EXERCISE AIM: Each line of the data that includes the string "PostService" is to be copied out.
[Start of section]
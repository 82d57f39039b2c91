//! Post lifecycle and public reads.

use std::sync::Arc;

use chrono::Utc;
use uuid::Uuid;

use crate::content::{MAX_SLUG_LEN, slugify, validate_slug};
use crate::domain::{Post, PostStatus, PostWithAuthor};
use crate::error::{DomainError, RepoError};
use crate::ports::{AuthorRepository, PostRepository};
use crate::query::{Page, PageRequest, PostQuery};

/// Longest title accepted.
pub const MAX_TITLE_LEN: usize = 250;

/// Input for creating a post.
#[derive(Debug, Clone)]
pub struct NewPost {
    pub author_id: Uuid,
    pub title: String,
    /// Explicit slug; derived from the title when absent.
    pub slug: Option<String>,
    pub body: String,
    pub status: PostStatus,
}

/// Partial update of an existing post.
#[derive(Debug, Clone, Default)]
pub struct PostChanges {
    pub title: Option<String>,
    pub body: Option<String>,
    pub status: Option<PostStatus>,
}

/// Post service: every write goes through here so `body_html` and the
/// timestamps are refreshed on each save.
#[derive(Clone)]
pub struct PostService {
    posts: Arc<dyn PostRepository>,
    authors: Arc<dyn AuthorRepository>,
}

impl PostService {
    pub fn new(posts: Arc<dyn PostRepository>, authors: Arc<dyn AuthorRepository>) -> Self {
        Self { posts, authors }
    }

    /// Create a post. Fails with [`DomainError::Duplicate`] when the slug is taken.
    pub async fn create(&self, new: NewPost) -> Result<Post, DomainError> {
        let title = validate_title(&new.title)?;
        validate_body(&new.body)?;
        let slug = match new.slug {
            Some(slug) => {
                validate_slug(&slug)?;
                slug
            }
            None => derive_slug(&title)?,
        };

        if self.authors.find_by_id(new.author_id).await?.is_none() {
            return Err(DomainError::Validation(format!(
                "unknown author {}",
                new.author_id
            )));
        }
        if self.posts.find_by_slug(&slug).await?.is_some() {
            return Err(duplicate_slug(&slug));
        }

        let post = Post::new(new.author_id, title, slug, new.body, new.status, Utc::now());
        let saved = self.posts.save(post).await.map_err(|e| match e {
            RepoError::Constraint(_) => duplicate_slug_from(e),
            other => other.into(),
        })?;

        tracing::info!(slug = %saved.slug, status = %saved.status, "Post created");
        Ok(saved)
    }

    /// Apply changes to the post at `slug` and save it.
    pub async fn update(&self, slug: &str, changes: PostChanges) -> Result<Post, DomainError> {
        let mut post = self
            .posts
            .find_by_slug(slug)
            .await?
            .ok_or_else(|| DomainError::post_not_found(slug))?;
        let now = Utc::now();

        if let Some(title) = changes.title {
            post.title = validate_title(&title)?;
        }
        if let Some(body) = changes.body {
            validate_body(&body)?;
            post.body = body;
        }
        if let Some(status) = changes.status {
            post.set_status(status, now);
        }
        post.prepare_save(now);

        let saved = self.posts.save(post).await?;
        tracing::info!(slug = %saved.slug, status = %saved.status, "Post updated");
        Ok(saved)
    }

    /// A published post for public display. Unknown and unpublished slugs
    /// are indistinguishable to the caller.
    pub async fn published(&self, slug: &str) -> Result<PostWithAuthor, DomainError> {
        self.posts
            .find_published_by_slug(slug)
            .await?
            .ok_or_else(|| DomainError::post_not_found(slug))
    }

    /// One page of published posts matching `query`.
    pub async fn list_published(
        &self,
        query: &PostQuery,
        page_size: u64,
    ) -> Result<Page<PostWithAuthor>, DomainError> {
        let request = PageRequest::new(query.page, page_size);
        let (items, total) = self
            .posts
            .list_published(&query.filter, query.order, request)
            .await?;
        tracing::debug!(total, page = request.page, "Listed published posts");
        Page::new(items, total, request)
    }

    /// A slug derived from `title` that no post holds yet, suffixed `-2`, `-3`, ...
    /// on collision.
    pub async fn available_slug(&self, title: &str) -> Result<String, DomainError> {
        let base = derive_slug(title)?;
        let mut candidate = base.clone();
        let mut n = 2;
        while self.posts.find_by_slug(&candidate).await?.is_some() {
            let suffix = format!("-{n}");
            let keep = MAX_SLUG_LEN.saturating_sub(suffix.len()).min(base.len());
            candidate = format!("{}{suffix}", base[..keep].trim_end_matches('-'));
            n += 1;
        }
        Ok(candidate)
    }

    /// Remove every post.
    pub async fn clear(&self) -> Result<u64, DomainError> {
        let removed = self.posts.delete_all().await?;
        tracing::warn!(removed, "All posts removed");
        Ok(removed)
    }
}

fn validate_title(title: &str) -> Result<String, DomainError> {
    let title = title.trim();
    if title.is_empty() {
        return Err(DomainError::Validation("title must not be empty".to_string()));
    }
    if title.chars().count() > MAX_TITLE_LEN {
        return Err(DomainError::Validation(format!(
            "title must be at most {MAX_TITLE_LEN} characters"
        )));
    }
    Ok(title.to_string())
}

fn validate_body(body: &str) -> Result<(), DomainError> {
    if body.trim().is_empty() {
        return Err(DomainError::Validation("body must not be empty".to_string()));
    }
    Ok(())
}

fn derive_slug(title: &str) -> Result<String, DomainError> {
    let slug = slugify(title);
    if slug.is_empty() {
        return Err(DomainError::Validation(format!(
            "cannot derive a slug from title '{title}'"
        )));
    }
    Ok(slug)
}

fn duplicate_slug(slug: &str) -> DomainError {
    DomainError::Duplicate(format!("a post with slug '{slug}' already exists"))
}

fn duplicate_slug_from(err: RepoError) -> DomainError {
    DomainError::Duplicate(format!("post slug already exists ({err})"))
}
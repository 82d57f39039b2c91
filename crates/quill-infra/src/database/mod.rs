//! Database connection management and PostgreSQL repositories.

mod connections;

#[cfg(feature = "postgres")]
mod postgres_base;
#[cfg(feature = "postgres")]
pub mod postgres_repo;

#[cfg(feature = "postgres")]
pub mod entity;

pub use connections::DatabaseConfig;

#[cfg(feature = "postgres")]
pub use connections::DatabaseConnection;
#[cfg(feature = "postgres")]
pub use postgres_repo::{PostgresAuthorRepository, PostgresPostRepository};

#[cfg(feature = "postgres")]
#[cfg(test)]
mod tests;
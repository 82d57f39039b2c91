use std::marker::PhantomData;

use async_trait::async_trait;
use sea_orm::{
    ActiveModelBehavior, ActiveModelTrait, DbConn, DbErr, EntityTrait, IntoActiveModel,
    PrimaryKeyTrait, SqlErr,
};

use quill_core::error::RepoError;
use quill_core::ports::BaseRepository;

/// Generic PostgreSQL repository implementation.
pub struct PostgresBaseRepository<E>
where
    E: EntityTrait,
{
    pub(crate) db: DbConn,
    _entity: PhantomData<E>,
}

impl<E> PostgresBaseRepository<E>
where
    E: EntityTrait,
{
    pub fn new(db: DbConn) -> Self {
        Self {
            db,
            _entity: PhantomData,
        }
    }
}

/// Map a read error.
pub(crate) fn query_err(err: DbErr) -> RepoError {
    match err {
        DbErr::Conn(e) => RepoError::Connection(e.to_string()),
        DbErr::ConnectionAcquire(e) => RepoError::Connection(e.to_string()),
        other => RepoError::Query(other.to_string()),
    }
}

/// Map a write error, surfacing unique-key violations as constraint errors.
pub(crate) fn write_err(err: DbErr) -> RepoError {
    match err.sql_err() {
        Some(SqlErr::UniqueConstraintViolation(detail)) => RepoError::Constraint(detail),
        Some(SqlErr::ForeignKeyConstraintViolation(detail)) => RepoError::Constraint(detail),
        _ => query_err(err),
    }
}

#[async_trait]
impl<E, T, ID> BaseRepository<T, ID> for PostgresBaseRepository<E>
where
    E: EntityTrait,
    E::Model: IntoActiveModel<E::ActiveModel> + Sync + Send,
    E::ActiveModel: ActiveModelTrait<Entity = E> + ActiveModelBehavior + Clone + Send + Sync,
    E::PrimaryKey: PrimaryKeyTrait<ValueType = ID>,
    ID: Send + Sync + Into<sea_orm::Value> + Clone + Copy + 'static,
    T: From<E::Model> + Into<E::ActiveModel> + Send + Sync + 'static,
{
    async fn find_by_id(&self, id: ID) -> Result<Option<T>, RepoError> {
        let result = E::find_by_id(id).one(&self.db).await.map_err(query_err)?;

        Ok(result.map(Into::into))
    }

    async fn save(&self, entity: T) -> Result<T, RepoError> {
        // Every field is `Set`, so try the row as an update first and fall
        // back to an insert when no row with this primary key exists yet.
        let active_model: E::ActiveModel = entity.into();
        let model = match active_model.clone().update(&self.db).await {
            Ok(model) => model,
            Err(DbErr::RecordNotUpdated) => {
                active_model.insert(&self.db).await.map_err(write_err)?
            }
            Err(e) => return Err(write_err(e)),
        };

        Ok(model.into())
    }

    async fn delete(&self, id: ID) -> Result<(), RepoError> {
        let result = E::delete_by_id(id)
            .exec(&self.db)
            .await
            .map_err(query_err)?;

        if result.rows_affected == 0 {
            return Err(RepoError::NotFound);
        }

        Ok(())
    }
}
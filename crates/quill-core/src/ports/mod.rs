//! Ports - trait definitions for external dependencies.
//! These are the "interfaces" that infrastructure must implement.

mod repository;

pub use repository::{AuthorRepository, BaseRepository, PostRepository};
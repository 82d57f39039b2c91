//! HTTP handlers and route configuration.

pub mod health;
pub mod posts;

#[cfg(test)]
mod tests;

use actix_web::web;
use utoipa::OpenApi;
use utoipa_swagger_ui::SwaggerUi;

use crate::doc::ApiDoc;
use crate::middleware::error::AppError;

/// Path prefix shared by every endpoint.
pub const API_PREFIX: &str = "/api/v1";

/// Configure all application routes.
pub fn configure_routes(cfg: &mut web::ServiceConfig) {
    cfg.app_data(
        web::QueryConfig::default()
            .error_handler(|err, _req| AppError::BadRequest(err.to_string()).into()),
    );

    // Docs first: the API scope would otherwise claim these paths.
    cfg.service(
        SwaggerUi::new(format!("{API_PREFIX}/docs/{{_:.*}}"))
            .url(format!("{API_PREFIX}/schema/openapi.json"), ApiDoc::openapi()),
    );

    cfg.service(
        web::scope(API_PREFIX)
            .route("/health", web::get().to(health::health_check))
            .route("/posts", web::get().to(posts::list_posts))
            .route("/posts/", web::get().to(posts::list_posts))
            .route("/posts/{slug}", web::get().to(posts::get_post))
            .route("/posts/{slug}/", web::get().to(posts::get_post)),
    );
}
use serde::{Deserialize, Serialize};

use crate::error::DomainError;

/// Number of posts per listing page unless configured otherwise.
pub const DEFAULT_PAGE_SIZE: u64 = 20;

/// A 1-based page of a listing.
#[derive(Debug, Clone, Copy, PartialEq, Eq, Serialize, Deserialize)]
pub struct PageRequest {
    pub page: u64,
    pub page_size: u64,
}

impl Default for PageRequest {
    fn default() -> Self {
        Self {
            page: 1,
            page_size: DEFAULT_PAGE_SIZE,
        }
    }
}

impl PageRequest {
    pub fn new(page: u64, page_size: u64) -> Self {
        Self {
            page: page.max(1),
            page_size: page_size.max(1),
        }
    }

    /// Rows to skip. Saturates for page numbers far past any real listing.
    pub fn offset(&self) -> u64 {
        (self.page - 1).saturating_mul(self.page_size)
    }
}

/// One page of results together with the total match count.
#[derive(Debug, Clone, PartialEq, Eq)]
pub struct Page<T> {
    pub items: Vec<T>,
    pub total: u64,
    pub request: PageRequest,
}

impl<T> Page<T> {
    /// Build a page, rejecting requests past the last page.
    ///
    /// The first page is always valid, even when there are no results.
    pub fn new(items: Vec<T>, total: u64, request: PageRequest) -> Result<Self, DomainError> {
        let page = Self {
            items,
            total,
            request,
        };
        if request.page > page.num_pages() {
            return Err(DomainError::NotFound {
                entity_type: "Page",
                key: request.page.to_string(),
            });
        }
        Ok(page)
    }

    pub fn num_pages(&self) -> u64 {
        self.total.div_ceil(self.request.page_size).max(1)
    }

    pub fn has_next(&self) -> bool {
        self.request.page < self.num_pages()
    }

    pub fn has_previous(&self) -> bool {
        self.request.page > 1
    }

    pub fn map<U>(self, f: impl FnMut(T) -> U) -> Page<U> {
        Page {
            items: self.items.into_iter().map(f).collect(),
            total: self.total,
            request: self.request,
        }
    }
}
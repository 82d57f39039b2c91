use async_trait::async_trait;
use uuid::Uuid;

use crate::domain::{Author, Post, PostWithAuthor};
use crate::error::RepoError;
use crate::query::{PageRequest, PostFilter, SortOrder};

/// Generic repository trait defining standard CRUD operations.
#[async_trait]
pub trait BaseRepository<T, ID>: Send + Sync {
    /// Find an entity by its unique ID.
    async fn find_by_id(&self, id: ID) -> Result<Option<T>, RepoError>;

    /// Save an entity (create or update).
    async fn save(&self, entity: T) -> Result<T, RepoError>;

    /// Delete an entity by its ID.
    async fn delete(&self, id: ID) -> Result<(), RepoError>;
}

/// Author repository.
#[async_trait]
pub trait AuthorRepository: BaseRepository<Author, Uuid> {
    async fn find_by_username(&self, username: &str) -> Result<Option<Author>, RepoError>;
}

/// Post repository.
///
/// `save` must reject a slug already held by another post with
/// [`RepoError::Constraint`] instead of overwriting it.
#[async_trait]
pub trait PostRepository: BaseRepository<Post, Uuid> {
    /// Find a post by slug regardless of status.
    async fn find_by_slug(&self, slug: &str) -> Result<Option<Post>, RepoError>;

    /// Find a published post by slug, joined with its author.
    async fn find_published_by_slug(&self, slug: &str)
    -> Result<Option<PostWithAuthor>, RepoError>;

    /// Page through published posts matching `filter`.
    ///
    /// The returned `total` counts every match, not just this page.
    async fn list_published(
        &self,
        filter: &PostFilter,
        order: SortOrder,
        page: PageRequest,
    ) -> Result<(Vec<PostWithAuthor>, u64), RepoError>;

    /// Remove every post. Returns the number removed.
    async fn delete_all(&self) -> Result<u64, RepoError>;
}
[End of section]
TASK OUTPUT:
pub struct PostService {
impl PostService {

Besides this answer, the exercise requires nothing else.